Although she said “friends,” she was thinking of Senator Ironman, and her husband easily divined it. Should he be angry at the suggestion and reject it with self-respectful scorn ? Well, he was not so sensitive as he had been when he came to Washington ; somehow or other he did not care so much about the look of things and the name of things ; on the whole, he could not feel indignation, or at least none to speak of. Indeed, his disintegration of moral sentiments had gone farther than that stage of indifference which simply allows things to take their own course. After meditating for some time over his wife’s advice to borrow of her friends, he decided to follow it.

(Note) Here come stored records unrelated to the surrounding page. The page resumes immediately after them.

//! Colours and formatting shared by the fuel components.

use ratatui::style::{Color, Modifier, Style};
use ratatui::text::{Line, Span};

use crate::core::fuel::FuelType;
use crate::core::station::Station;

/// Highlight for the selected fuel, wherever it appears.
pub const SELECTED: Color = Color::Rgb(0x62, 0x00, 0xee);

pub fn fuel_color(fuel: FuelType) -> Color {
    match fuel {
        FuelType::Unleaded91 => Color::Rgb(0x00, 0xbf, 0xff),
        FuelType::Unleaded95 => Color::Rgb(0xff, 0xa5, 0x00),
        FuelType::Unleaded98 => Color::Rgb(0xff, 0x45, 0x00),
        FuelType::Diesel => Color::Rgb(0x50, 0x50, 0x50),
    }
}

/// Badge style for `fuel`; the selected fuel is drawn white on purple.
pub fn badge_style(fuel: FuelType, selected: bool) -> Style {
    if selected {
        Style::default()
            .fg(Color::White)
            .bg(SELECTED)
            .add_modifier(Modifier::BOLD)
    } else {
        Style::default().fg(Color::Black).bg(fuel_color(fuel))
    }
}

/// One badge per offered fuel, in display order: ` 91 2.10 `.
pub fn price_badges(station: &Station, selected: Option<FuelType>) -> Line<'static> {
    let mut spans = Vec::new();
    for fuel in FuelType::ALL {
        if !station.offers(fuel) {
            continue;
        }
        if !spans.is_empty() {
            spans.push(Span::raw(" "));
        }
        spans.push(Span::styled(
            format!(" {} {} ", fuel.short_label(), format_price(station.price_for(fuel))),
            badge_style(fuel, selected == Some(fuel)),
        ));
    }
    if spans.is_empty() {
        spans.push(Span::styled(
            "no prices listed",
            Style::default().fg(Color::DarkGray),
        ));
    }
    Line::from(spans)
}

/// Two decimals, or "N/A" when there is no usable price.
pub fn format_price(price: Option<f64>) -> String {
    match price {
        Some(p) if p.is_finite() => format!("{:.2}", p),
        _ => "N/A".to_string(),
    }
}
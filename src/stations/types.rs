use serde::{Deserialize, Serialize};
use serde_json::Value;

/// A station record as the station API sends it.
///
/// The API is loose about types: coordinates and prices arrive as numbers
/// or numeric strings, and any field may be null. Everything is kept as
/// received here; the repository decides what is usable.
#[derive(Serialize, Deserialize, Debug, Clone, Default, PartialEq)]
pub struct RawStation {
    #[serde(default)]
    pub location_name: Option<String>,
    #[serde(default)]
    pub address_line1: Option<String>,
    #[serde(default)]
    pub address_line2: Option<String>,
    #[serde(default)]
    pub city: Option<String>,
    #[serde(default)]
    pub state_province: Option<String>,
    #[serde(default)]
    pub country: Option<String>,
    #[serde(default)]
    pub latitude: Option<Value>,
    #[serde(default)]
    pub longitude: Option<Value>,
    /// Fuel labels, index-aligned with `prices`.
    #[serde(default)]
    pub fuel_types: Option<Vec<Value>>,
    #[serde(default)]
    pub prices: Option<Vec<Value>>,
}

/// Response body: either a bare array or an object wrapping one.
#[derive(Deserialize, Debug)]
#[serde(untagged)]
pub enum StationsPayload {
    List(Vec<RawStation>),
    Wrapped {
        #[serde(alias = "results", alias = "data")]
        stations: Vec<RawStation>,
    },
}

impl StationsPayload {
    pub fn into_stations(self) -> Vec<RawStation> {
        match self {
            StationsPayload::List(stations) => stations,
            StationsPayload::Wrapped { stations } => stations,
        }
    }
}

/// Reads a JSON number or numeric string. Anything else is `None`.
pub fn as_number(value: &Value) -> Option<f64> {
    match value {
        Value::Number(n) => n.as_f64(),
        Value::String(s) => s.trim().parse::<f64>().ok(),
        _ => None,
    }
    .filter(|n| n.is_finite())
}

“It would be better to let Ironman lend me the money than to run the chance of his lending it to her,” he reasoned. “ And then I can tell him that I am hard up, and give him a hint to let other people know it. By George, it’s a queer position for an old business man to be in,” he added, with a mixture of chagrin and amusement; “I never thought once that I should come to want to be considered bankrupt.”

XI.

WHEN the Honorable Mr. Vane was shown into Senator Ironman’s library, his usually pink face wore that pallor which anxieties will bring, especially when they are accompanied by discontent with one’s self.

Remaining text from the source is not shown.